This piece was originally published in Database Weekly.
Two words that no database administrator ever wants to put together are “data” and loss”. We go to great efforts to ensure that our SQL Server data is protected, backed up, available on alternate systems, even replicated to remote machines. Our goal is always to have zero data loss in all situations, even in those situations where we cannot prevent downtime from occurring.
This past week an article at InfoWorld caught me eye with the phrase “solid-state drives suffer data loss” in the subtitle. The article is written about a study from HP Labs and Ohio State University that studied the effects of power loss on various SSDs. Using a number of “enterprise quality” SSDs from various manufacturers, the authors of the study cut power to the drives while they were in use, a scenario that I’d expect would happen periodically to systems. We reboot all kinds of systems at times without shutting them down at times, for a variety of reasons. I’d expect that file systems and low level software would properly handle these situations in a manner similar to SQL Server, with some sort of recovery running when power was reapplied.

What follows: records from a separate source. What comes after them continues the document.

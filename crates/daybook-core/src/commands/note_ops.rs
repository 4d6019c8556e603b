use anyhow::anyhow;
use chrono::{DateTime, Utc};
use tracing::{info, instrument};

use crate::model::Note;
use crate::render::Renderer;
use crate::store::Store;

#[instrument(skip(store, renderer, args, now))]
pub(super) fn cmd_note(
    store: &mut Store,
    renderer: &mut Renderer,
    args: &[String],
    now: DateTime<Utc>,
) -> anyhow::Result<()> {
    let sub = args
        .first()
        .map(String::as_str)
        .ok_or_else(|| anyhow!("note requires a subcommand: add/list/edit/delete"))?;

    match sub {
        "add" => note_add(store, &args[1..], now),
        "list" => note_list(store, renderer),
        "edit" => note_edit(store, &args[1..], now),
        "delete" => note_delete(store, &args[1..]),
        other => Err(anyhow!("unknown note subcommand: {other}")),
    }
}

#[instrument(skip(store, args, now))]
fn note_add(store: &mut Store, args: &[String], now: DateTime<Utc>) -> anyhow::Result<()> {
    info!("command note add");

    let title = args
        .first()
        .map(|t| t.trim().to_string())
        .filter(|t| !t.is_empty())
        .ok_or_else(|| anyhow!("note add requires a title"))?;
    let content = args[1..].join(" ");

    let mut notes = store.load_notes()?;
    let next_id = store.next_note_id(&notes);
    notes.push(Note::new(title, content, now, next_id));
    store.save_notes(&notes)?;

    println!("Created note {next_id}.");
    Ok(())
}

#[instrument(skip(store, renderer))]
fn note_list(store: &mut Store, renderer: &mut Renderer) -> anyhow::Result<()> {
    info!("command note list");

    let mut notes = store.load_notes()?;
    notes.sort_by(|a, b| b.modified.cmp(&a.modified));
    renderer.print_note_table(&notes)?;
    Ok(())
}

#[instrument(skip(store, args, now))]
fn note_edit(store: &mut Store, args: &[String], now: DateTime<Utc>) -> anyhow::Result<()> {
    info!("command note edit");

    let id: u64 = args
        .first()
        .ok_or_else(|| anyhow!("note edit requires an id"))?
        .parse()
        .map_err(|_| anyhow!("note edit requires a numeric id"))?;

    let mut title = None;
    let mut content_parts = Vec::new();
    for arg in &args[1..] {
        if let Some(value) = arg.strip_prefix("title:") {
            title = Some(value.to_string());
            continue;
        }
        content_parts.push(arg.clone());
    }

    if title.is_none() && content_parts.is_empty() {
        return Err(anyhow!("note edit requires a title: or new content"));
    }

    let mut notes = store.load_notes()?;
    let note = notes
        .iter_mut()
        .find(|note| note.id == Some(id))
        .ok_or_else(|| anyhow!("note not found: {id}"))?;

    if let Some(title) = title {
        if title.trim().is_empty() {
            return Err(anyhow!("note title cannot be empty"));
        }
        note.title = title;
    }
    if !content_parts.is_empty() {
        note.content = content_parts.join(" ");
    }
    note.modified = now;

    store.save_notes(&notes)?;
    println!("Updated note {id}.");
    Ok(())
}

#[instrument(skip(store, args))]
fn note_delete(store: &mut Store, args: &[String]) -> anyhow::Result<()> {
    info!("command note delete");

    let id: u64 = args
        .first()
        .ok_or_else(|| anyhow!("note delete requires an id"))?
        .parse()
        .map_err(|_| anyhow!("note delete requires a numeric id"))?;

    let notes = store.load_notes()?;
    let before = notes.len();
    let kept: Vec<_> = notes.into_iter().filter(|note| note.id != Some(id)).collect();
    if kept.len() == before {
        return Err(anyhow!("note not found: {id}"));
    }
    store.save_notes(&kept)?;

    println!("Deleted note {id}.");
    Ok(())
}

In the study, there were six potential failure types, and of the fifteen manufacturers whose drives were used, five of these failures occurred. The susceptibility of various kinds of corruption to power faults led the authors to conclude that systems with critical data should not use SSDs, test them thoroughly since they were not aware of ways to design a storage system to account for these potential issues. They did not say that SSDs were more unreliable than hard drives, but in this specific type of disaster, unexpected power loss, there could be problems.

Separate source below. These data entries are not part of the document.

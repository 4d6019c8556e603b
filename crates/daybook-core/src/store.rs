use std::collections::BTreeSet;
use std::fs;
use std::io::{BufRead, BufReader, Write};
use std::path::{Path, PathBuf};

use anyhow::{Context, anyhow};
use serde::Serialize;
use serde::de::DeserializeOwned;
use tempfile::NamedTempFile;
use tracing::{debug, info};
use uuid::Uuid;

use crate::model::{BudgetItem, FocusSession, Note, Project, Task};

/// Names of the persisted collections, mirroring the original document store.
pub const COLLECTIONS: [&str; 5] = ["projects", "tasks", "budget", "notes", "sessions"];

/// Snapshot-oriented JSONL store: every write rewrites a whole collection
/// atomically, so readers always see the last committed snapshot.
#[derive(Debug)]
pub struct Store {
    pub data_dir: PathBuf,
    pub projects_path: PathBuf,
    pub tasks_path: PathBuf,
    pub budget_path: PathBuf,
    pub notes_path: PathBuf,
    pub sessions_path: PathBuf,

    #[cfg(test)]
    fail_project_saves: std::cell::Cell<bool>,
}

impl Store {
    #[tracing::instrument(skip(data_dir))]
    pub fn open(data_dir: &Path) -> anyhow::Result<Self> {
        let data_dir = data_dir.to_path_buf();
        fs::create_dir_all(&data_dir)
            .with_context(|| format!("failed to create {}", data_dir.display()))?;

        let store = Self {
            projects_path: data_dir.join("projects.data"),
            tasks_path: data_dir.join("tasks.data"),
            budget_path: data_dir.join("budget.data"),
            notes_path: data_dir.join("notes.data"),
            sessions_path: data_dir.join("sessions.data"),
            data_dir,
            #[cfg(test)]
            fail_project_saves: std::cell::Cell::new(false),
        };

        for path in [
            &store.projects_path,
            &store.tasks_path,
            &store.budget_path,
            &store.notes_path,
            &store.sessions_path,
        ] {
            if !path.exists() {
                fs::write(path, "")?;
            }
        }

        info!(data_dir = %store.data_dir.display(), "opened store");
        Ok(store)
    }

    #[tracing::instrument(skip(self))]
    pub fn load_projects(&self) -> anyhow::Result<Vec<Project>> {
        load_jsonl(&self.projects_path).context("failed to load projects.data")
    }

    #[tracing::instrument(skip(self))]
    pub fn load_tasks(&self) -> anyhow::Result<Vec<Task>> {
        load_jsonl(&self.tasks_path).context("failed to load tasks.data")
    }

    #[tracing::instrument(skip(self))]
    pub fn load_budget(&self) -> anyhow::Result<Vec<BudgetItem>> {
        load_jsonl(&self.budget_path).context("failed to load budget.data")
    }

    #[tracing::instrument(skip(self))]
    pub fn load_notes(&self) -> anyhow::Result<Vec<Note>> {
        load_jsonl(&self.notes_path).context("failed to load notes.data")
    }

    #[tracing::instrument(skip(self))]
    pub fn load_sessions(&self) -> anyhow::Result<Vec<FocusSession>> {
        load_jsonl(&self.sessions_path).context("failed to load sessions.data")
    }

    #[tracing::instrument(skip(self, projects))]
    pub fn save_projects(&self, projects: &[Project]) -> anyhow::Result<()> {
        #[cfg(test)]
        if self.fail_project_saves.get() {
            return Err(anyhow!("projects.data write failure forced by test"));
        }
        save_jsonl_atomic(&self.projects_path, projects).context("failed to save projects.data")
    }

    #[tracing::instrument(skip(self, tasks))]
    pub fn save_tasks(&self, tasks: &[Task]) -> anyhow::Result<()> {
        save_jsonl_atomic(&self.tasks_path, tasks).context("failed to save tasks.data")
    }

    #[tracing::instrument(skip(self, items))]
    pub fn save_budget(&self, items: &[BudgetItem]) -> anyhow::Result<()> {
        save_jsonl_atomic(&self.budget_path, items).context("failed to save budget.data")
    }

    #[tracing::instrument(skip(self, notes))]
    pub fn save_notes(&self, notes: &[Note]) -> anyhow::Result<()> {
        save_jsonl_atomic(&self.notes_path, notes).context("failed to save notes.data")
    }

    #[tracing::instrument(skip(self, sessions))]
    pub fn save_sessions(&self, sessions: &[FocusSession]) -> anyhow::Result<()> {
        save_jsonl_atomic(&self.sessions_path, sessions).context("failed to save sessions.data")
    }

    pub fn next_task_id(&self, tasks: &[Task]) -> u64 {
        tasks.iter().filter_map(|t| t.id).max().unwrap_or(0) + 1
    }

    pub fn next_project_id(&self, projects: &[Project]) -> u64 {
        projects.iter().filter_map(|p| p.id).max().unwrap_or(0) + 1
    }

    pub fn next_budget_id(&self, items: &[BudgetItem]) -> u64 {
        items.iter().filter_map(|b| b.id).max().unwrap_or(0) + 1
    }

    pub fn next_note_id(&self, notes: &[Note]) -> u64 {
        notes.iter().filter_map(|n| n.id).max().unwrap_or(0) + 1
    }

    /// Removes every task in `ids` in a single snapshot rewrite; either the
    /// whole batch lands or the old snapshot survives.
    #[tracing::instrument(skip(self, ids))]
    pub fn batch_delete_tasks(&self, ids: &BTreeSet<Uuid>) -> anyhow::Result<usize> {
        let tasks = self.load_tasks()?;
        let before = tasks.len();
        let kept: Vec<Task> = tasks
            .into_iter()
            .filter(|task| !ids.contains(&task.uuid))
            .collect();
        let removed = before - kept.len();
        self.save_tasks(&kept)?;
        debug!(removed, "batch deleted tasks");
        Ok(removed)
    }

    /// Deletes a project and every task referencing it. Validation rejects
    /// before any write; after that both snapshots are staged and the task
    /// pre-image is restored if the project rewrite fails, so no committed
    /// state has the project gone while its tasks remain or vice versa.
    #[tracing::instrument(skip(self), fields(project = %project))]
    pub fn delete_project_cascade(&self, project: Uuid) -> anyhow::Result<usize> {
        let projects = self.load_projects()?;
        let tasks = self.load_tasks()?;

        if !projects.iter().any(|p| p.uuid == project) {
            return Err(anyhow!("project not found: {project}"));
        }

        let kept_projects: Vec<Project> =
            projects.iter().filter(|p| p.uuid != project).cloned().collect();
        let kept_tasks: Vec<Task> = tasks
            .iter()
            .filter(|t| t.project != Some(project))
            .cloned()
            .collect();
        let removed_tasks = tasks.len() - kept_tasks.len();

        self.save_tasks(&kept_tasks)?;
        if let Err(err) = self.save_projects(&kept_projects) {
            // roll the task snapshot back so the cascade stays all-or-nothing
            self.save_tasks(&tasks)
                .context("failed restoring tasks after project save failure")?;
            return Err(err);
        }

        info!(removed_tasks, "cascade deleted project");
        Ok(removed_tasks)
    }
}

#[tracing::instrument(skip(path))]
fn load_jsonl<T: DeserializeOwned>(path: &Path) -> anyhow::Result<Vec<T>> {
    debug!(file = %path.display(), "loading jsonl");
    let file = fs::File::open(path)?;
    let reader = BufReader::new(file);

    let mut out = Vec::new();
    for (idx, line) in reader.lines().enumerate() {
        let line = line?;
        let trimmed = line.trim();
        if trimmed.is_empty() {
            continue;
        }

        let doc: T = serde_json::from_str(trimmed)
            .with_context(|| format!("failed parsing {} line {}", path.display(), idx + 1))?;
        out.push(doc);
    }

    debug!(count = out.len(), "loaded documents from jsonl");
    Ok(out)
}

#[tracing::instrument(skip(path, docs))]
fn save_jsonl_atomic<T: Serialize>(path: &Path, docs: &[T]) -> anyhow::Result<()> {
    debug!(file = %path.display(), count = docs.len(), "saving jsonl atomically");

    let dir = path.parent().unwrap_or_else(|| Path::new("."));
    let mut temp = NamedTempFile::new_in(dir)?;
    for doc in docs {
        let serialized = serde_json::to_string(doc)?;
        writeln!(temp, "{serialized}")?;
    }
    temp.flush()?;

    temp.persist(path)
        .map_err(|err| anyhow!("failed to persist {}: {}", path.display(), err))?;

    Ok(())
}

#[cfg(test)]
mod tests {
    use chrono::Utc;
    use tempfile::tempdir;

    use super::Store;
    use crate::model::{Project, Task};

    #[test]
    fn cascade_restores_tasks_when_project_rewrite_fails() {
        let temp = tempdir().expect("tempdir");
        let store = Store::open(temp.path()).expect("open store");

        let now = Utc::now();
        let doomed = Project::new("Doomed".to_string(), now, 1);
        store.save_projects(&[doomed.clone()]).expect("save projects");

        let a = Task::new("a".into(), now, now, doomed.uuid, now, 1);
        let b = Task::new("b".into(), now, now, doomed.uuid, now, 2);
        store.save_tasks(&[a, b]).expect("save tasks");

        store.fail_project_saves.set(true);
        let result = store.delete_project_cascade(doomed.uuid);
        store.fail_project_saves.set(false);

        // the task snapshot was already rewritten; the rollback must put the
        // pre-image back so the project and both tasks all survive
        assert!(result.is_err());
        assert_eq!(store.load_tasks().expect("load tasks").len(), 2);
        assert_eq!(store.load_projects().expect("load projects").len(), 1);
    }
}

We can design around these issues somewhat with redundant UPSes, battery backing of SSD cards and more, but disasters in the form of an accident can occur. I’ve seen two occasions where large data centers lost power because of maintenance work on power distribution units resulted in improper fail overs. The more complex our system design becomes, and the more we use SSDs in databases, the more likely for some failure or corruption to occur.
I wouldn’t panic and remove SSDs from systems, but I would ensure that any disaster recovery processes and procedures I had were up to date and working. You never know when you will need to recover from hardware issues on a primary system and have to restore on completely separate hardware. Advance preparations and practice are the only way to ensure you can successfully recover when the need arises.